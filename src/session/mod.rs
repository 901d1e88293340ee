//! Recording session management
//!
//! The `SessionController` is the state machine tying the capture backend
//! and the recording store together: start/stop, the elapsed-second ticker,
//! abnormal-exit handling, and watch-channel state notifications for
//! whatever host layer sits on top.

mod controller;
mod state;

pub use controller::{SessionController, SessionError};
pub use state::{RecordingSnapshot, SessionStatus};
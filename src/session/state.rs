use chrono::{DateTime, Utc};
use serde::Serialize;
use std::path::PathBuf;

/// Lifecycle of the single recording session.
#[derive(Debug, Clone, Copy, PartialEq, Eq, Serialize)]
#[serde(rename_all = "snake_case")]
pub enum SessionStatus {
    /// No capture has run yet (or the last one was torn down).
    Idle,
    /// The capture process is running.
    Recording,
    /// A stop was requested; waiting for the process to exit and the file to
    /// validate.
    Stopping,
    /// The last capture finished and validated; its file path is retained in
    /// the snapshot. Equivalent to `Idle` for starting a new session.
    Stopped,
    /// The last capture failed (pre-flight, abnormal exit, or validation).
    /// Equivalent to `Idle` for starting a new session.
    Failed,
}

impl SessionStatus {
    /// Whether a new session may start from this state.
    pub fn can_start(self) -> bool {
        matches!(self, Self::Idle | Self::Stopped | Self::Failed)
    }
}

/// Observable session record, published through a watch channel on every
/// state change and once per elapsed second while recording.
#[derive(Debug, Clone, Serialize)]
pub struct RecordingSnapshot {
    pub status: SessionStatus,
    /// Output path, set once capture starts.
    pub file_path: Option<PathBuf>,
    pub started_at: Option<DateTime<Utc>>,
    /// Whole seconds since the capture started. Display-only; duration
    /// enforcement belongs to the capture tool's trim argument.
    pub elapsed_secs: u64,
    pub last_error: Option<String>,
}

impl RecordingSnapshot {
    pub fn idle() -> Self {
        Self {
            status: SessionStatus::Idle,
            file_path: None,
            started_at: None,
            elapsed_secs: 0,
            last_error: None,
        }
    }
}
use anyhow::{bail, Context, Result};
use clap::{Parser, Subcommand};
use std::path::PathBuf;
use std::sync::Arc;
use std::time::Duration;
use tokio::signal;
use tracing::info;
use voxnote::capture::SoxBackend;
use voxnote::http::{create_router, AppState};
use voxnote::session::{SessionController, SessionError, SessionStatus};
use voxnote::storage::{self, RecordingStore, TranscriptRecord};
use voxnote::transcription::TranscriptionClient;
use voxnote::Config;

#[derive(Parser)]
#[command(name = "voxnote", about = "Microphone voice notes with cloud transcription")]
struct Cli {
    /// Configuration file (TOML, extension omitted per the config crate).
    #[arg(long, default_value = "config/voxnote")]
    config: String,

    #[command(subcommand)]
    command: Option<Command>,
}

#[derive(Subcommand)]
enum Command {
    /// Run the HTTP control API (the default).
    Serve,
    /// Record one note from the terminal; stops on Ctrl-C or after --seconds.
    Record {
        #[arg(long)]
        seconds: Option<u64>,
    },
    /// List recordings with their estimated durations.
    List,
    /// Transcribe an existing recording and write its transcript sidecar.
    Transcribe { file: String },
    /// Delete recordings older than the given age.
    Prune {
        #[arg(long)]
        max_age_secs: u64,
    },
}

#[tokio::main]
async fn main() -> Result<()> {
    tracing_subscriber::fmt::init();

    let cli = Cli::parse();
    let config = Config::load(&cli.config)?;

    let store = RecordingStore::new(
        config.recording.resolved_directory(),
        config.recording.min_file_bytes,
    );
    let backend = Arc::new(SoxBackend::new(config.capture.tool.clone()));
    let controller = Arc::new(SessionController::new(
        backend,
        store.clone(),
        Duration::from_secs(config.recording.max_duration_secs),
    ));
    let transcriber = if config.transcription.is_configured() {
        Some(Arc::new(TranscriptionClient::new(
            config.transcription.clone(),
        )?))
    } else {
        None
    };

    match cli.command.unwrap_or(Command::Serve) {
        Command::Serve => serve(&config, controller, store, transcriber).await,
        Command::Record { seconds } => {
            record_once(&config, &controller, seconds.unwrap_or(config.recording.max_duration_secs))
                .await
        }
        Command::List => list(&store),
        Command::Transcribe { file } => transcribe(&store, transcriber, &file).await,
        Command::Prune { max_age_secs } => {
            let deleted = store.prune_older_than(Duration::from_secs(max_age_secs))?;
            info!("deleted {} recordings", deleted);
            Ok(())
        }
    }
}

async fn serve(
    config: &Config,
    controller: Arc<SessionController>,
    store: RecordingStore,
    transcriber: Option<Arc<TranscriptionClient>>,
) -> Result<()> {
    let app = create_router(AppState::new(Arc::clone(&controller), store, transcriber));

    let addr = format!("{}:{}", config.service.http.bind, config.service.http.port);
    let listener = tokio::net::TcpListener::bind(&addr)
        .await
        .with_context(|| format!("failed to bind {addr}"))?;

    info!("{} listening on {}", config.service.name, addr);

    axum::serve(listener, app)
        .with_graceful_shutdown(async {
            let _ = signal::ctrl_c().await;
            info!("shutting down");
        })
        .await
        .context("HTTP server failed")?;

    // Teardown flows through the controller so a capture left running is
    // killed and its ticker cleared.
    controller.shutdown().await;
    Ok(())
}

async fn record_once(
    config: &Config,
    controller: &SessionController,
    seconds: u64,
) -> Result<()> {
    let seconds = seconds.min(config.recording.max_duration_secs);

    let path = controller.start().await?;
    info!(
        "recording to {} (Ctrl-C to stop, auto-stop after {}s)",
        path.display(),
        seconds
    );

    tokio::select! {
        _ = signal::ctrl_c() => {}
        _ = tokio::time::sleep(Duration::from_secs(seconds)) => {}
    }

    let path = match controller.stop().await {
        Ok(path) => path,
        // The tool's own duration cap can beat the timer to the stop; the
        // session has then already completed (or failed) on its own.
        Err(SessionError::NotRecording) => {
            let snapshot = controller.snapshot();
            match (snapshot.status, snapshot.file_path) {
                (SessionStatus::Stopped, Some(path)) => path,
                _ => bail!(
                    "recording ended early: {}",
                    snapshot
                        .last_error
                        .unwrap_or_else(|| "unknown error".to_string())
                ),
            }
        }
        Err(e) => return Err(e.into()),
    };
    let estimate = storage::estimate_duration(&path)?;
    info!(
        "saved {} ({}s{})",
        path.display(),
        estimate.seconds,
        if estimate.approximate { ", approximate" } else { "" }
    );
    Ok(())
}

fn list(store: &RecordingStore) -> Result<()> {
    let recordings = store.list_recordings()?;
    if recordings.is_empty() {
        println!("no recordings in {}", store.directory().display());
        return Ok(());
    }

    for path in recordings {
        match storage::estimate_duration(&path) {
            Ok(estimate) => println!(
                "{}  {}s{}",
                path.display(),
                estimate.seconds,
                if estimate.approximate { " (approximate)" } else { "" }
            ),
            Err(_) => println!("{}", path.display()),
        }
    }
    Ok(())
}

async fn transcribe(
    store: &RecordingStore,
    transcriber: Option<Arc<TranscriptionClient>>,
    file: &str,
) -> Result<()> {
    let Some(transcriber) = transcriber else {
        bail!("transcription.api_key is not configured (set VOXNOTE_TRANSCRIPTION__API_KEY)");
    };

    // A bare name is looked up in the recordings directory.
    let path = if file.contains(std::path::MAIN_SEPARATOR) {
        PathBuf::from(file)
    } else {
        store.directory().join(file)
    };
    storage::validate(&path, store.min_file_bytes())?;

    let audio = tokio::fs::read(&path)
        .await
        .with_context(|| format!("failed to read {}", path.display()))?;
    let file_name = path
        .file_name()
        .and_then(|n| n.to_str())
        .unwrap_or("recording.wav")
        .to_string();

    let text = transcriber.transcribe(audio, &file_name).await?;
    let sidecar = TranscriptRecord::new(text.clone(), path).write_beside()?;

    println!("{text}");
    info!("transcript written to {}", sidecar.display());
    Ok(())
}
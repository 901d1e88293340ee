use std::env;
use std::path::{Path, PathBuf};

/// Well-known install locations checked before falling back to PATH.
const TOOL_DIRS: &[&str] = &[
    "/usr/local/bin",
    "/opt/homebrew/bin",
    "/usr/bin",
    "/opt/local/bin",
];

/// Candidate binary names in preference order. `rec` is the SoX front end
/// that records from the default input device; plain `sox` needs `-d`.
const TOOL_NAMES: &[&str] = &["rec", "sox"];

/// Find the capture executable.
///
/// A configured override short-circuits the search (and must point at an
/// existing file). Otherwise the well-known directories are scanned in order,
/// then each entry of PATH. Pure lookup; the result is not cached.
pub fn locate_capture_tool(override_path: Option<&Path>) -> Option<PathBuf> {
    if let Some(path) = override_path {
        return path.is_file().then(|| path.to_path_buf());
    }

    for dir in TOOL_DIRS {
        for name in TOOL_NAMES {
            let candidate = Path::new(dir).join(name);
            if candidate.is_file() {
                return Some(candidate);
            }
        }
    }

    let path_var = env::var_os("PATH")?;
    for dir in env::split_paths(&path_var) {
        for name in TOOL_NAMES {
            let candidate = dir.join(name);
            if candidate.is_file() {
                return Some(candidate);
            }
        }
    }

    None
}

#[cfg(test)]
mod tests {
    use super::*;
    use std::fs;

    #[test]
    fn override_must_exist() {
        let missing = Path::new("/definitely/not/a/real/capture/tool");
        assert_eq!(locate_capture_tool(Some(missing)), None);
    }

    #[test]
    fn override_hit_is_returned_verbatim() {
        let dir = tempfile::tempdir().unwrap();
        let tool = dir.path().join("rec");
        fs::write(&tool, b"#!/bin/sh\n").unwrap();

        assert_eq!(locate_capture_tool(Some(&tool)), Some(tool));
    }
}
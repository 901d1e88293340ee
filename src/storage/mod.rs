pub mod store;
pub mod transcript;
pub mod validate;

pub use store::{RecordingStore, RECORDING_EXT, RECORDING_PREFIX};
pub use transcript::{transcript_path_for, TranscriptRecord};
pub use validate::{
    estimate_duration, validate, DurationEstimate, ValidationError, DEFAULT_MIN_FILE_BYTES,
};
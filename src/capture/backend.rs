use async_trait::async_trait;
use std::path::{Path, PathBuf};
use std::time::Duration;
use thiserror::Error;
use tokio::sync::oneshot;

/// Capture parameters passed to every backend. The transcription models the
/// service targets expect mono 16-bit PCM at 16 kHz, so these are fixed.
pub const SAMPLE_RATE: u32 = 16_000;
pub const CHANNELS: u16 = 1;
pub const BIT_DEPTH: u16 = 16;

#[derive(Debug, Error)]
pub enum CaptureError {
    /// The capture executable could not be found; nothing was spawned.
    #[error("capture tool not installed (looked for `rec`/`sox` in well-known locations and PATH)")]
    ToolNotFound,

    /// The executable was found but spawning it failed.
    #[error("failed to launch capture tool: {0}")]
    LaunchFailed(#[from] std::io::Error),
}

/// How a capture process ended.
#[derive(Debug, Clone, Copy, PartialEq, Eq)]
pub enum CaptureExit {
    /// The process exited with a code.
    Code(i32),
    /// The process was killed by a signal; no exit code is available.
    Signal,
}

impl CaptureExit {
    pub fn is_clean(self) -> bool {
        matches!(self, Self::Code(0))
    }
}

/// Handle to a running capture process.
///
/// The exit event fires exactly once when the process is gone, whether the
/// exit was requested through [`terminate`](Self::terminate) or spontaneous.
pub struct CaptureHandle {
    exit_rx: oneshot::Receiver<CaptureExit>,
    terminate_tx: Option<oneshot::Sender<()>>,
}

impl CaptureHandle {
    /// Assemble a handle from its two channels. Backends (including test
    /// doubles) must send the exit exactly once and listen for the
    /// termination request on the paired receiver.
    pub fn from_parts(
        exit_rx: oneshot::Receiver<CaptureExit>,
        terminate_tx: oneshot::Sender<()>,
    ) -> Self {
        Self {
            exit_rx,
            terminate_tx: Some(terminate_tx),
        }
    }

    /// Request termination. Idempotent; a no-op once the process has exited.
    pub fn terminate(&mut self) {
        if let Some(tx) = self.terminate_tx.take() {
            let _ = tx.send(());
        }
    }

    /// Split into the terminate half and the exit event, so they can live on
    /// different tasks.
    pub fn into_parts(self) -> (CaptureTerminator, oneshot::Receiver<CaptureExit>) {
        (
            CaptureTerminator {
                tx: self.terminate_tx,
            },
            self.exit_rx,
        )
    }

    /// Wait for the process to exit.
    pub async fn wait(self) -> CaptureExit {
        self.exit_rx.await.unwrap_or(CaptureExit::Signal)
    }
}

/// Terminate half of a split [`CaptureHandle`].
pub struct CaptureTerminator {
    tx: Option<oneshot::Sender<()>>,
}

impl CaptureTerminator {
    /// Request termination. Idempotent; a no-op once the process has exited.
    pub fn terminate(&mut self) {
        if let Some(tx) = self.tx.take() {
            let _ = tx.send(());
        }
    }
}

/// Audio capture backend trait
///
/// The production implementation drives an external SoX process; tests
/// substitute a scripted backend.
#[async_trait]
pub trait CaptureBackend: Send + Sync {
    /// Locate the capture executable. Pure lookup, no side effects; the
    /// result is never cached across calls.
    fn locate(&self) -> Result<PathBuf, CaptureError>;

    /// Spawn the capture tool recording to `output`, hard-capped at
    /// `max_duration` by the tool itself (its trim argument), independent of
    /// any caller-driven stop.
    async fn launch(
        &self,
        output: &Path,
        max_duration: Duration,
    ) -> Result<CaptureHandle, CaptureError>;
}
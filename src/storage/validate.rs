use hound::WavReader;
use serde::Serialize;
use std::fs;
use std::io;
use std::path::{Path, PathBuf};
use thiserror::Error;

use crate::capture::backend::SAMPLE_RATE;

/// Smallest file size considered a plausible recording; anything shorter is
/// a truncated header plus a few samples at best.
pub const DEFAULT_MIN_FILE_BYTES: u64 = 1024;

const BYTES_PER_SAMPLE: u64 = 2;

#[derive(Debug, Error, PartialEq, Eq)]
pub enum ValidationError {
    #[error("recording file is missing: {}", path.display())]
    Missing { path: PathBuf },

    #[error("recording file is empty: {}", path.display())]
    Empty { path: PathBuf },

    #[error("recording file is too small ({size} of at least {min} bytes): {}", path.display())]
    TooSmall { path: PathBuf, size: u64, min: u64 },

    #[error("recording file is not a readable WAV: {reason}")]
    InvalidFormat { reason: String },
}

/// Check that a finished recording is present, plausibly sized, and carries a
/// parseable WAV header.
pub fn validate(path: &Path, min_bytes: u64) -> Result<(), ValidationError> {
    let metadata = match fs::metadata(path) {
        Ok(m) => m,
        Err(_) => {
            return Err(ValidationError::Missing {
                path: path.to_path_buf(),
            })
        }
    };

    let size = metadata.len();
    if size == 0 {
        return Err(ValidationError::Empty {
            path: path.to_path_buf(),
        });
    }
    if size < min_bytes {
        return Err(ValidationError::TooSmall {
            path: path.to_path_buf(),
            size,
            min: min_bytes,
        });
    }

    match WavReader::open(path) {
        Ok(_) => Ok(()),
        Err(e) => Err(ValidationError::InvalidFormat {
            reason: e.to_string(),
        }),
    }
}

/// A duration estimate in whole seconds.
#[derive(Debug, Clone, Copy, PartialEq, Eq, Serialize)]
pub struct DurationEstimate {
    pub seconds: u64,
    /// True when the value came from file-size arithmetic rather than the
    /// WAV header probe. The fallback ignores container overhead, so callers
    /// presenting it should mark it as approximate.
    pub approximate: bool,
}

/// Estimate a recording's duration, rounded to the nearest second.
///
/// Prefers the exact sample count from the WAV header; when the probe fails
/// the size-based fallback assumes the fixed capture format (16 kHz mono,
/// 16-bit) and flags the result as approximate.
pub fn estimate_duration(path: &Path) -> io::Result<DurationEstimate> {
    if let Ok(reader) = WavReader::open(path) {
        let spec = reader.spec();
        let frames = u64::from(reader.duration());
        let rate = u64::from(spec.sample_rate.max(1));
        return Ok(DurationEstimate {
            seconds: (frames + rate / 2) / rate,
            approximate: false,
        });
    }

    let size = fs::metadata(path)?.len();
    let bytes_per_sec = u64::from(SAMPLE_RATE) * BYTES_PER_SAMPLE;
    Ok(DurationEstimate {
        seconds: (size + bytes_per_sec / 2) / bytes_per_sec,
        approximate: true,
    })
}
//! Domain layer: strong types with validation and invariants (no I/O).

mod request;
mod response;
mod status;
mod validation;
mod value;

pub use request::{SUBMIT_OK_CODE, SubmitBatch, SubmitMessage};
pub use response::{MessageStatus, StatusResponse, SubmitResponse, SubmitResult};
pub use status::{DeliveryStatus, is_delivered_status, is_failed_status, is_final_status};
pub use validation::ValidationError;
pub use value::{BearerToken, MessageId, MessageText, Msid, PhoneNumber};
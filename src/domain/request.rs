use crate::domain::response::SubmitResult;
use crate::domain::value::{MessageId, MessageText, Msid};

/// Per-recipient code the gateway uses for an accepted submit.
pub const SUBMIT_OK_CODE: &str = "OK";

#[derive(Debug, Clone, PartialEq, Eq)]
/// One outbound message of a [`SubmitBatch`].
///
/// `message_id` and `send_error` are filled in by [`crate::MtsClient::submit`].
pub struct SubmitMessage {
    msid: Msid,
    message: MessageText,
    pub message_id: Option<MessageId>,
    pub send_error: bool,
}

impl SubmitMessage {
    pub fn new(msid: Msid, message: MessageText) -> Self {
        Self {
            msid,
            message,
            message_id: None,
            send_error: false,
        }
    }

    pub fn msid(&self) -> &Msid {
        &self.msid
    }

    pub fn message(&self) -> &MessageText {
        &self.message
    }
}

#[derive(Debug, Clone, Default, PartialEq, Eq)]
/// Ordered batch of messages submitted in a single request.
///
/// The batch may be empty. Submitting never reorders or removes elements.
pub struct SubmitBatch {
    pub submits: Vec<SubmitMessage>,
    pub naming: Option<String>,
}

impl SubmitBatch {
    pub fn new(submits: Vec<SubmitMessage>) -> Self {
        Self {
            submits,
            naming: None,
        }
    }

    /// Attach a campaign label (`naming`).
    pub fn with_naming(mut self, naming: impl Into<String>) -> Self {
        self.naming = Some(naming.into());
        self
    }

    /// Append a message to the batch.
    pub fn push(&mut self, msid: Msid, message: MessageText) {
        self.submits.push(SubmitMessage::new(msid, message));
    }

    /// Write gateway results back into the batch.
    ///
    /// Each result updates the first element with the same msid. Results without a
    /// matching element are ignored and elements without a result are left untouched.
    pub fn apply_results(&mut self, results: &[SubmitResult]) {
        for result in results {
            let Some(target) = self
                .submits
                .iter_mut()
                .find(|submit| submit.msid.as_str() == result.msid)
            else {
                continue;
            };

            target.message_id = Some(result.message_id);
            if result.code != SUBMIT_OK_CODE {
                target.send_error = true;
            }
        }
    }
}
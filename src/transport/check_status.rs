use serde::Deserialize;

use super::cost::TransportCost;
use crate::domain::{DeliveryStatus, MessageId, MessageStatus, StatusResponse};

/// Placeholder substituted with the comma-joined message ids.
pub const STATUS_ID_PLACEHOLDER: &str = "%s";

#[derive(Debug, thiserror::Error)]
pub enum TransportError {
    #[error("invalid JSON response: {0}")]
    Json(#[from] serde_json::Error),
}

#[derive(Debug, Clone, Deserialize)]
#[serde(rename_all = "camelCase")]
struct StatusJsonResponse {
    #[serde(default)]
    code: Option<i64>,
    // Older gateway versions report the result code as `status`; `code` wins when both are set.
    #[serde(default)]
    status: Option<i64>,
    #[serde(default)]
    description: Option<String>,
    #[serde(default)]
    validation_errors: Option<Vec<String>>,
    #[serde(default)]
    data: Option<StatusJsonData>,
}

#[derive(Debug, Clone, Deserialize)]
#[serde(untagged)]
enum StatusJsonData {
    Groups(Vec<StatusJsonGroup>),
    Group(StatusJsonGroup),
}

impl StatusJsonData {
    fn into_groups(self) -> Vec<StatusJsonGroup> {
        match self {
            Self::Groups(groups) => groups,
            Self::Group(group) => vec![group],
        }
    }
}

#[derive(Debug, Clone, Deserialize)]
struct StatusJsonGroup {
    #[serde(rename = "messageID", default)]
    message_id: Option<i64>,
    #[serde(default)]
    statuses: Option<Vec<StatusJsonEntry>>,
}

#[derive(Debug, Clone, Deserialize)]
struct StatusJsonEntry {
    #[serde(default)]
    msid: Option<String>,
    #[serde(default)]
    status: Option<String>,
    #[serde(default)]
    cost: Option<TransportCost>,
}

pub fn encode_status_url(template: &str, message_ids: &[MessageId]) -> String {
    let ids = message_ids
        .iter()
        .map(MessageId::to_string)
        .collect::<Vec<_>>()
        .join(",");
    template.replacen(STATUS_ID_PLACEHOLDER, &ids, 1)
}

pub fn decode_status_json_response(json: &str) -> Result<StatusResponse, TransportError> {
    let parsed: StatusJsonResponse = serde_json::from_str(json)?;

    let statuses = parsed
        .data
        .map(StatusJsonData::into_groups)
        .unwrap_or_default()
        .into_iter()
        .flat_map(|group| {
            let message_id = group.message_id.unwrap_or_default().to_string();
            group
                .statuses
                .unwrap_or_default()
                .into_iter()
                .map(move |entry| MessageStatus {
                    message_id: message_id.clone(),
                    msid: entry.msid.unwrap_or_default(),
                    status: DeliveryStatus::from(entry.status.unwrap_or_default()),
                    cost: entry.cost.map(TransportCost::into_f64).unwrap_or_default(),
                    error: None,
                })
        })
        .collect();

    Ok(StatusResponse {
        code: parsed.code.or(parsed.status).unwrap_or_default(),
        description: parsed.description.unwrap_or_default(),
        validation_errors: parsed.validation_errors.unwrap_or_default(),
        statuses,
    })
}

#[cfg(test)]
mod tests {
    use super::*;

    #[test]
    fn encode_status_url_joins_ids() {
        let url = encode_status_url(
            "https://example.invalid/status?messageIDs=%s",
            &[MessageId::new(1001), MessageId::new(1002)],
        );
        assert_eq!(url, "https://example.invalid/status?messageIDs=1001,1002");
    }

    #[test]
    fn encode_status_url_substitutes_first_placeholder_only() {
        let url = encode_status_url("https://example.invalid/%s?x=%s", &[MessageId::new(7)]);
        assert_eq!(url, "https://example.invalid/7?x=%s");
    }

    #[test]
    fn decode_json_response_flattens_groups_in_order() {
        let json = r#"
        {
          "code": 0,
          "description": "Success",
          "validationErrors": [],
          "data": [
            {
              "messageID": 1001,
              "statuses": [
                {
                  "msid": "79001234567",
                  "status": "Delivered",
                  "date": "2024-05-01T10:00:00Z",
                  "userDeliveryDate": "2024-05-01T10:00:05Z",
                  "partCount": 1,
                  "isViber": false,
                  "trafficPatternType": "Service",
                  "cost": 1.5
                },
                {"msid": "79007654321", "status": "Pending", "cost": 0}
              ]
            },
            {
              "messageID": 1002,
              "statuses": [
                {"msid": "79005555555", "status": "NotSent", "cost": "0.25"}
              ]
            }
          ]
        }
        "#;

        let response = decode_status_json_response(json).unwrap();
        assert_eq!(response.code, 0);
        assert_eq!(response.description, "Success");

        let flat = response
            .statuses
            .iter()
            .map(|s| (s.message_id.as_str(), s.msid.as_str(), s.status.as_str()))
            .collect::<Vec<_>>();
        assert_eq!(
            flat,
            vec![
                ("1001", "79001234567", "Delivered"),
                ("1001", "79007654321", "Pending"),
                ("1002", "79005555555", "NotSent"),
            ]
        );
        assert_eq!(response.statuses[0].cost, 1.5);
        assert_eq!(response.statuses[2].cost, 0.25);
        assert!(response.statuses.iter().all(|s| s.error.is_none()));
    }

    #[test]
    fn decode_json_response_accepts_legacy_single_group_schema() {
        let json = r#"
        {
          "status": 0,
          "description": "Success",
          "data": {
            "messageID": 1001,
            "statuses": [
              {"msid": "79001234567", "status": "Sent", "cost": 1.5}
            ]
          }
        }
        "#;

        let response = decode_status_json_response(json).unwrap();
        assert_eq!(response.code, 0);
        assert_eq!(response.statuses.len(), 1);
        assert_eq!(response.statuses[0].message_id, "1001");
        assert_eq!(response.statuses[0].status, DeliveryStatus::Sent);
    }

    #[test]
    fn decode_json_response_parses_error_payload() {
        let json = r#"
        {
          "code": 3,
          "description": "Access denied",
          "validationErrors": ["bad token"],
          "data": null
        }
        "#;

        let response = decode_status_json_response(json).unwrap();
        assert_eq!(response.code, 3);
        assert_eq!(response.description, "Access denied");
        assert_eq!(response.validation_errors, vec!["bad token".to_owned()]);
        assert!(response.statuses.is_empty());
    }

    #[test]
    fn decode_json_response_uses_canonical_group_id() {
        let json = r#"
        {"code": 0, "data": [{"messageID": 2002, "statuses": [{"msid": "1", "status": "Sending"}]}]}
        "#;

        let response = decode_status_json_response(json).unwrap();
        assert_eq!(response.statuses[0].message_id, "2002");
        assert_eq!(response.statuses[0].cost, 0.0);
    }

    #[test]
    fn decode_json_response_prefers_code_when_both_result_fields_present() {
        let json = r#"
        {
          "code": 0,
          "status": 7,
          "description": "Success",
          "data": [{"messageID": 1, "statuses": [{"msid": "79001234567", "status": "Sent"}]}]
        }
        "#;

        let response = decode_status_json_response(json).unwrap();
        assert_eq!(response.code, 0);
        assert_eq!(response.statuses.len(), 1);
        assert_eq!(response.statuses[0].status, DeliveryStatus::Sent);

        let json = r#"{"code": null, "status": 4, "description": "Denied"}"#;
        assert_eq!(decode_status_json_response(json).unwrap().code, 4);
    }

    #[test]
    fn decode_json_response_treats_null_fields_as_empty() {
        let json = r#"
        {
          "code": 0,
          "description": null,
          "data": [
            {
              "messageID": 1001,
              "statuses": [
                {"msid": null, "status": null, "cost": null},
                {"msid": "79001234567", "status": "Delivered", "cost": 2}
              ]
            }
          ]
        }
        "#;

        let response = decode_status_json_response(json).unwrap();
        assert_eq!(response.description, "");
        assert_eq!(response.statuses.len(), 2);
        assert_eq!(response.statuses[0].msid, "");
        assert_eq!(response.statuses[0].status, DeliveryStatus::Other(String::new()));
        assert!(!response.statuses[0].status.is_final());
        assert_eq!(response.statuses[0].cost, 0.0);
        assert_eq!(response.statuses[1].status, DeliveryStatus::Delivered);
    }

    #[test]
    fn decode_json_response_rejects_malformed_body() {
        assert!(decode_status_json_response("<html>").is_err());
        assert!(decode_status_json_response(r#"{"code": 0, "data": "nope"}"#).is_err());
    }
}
------------------------------------------------
=== What this task involves ===
Each line that contains the string "ended" counts once; report how many such lines the entries have, giving only the number.

=== Problem solution ===
2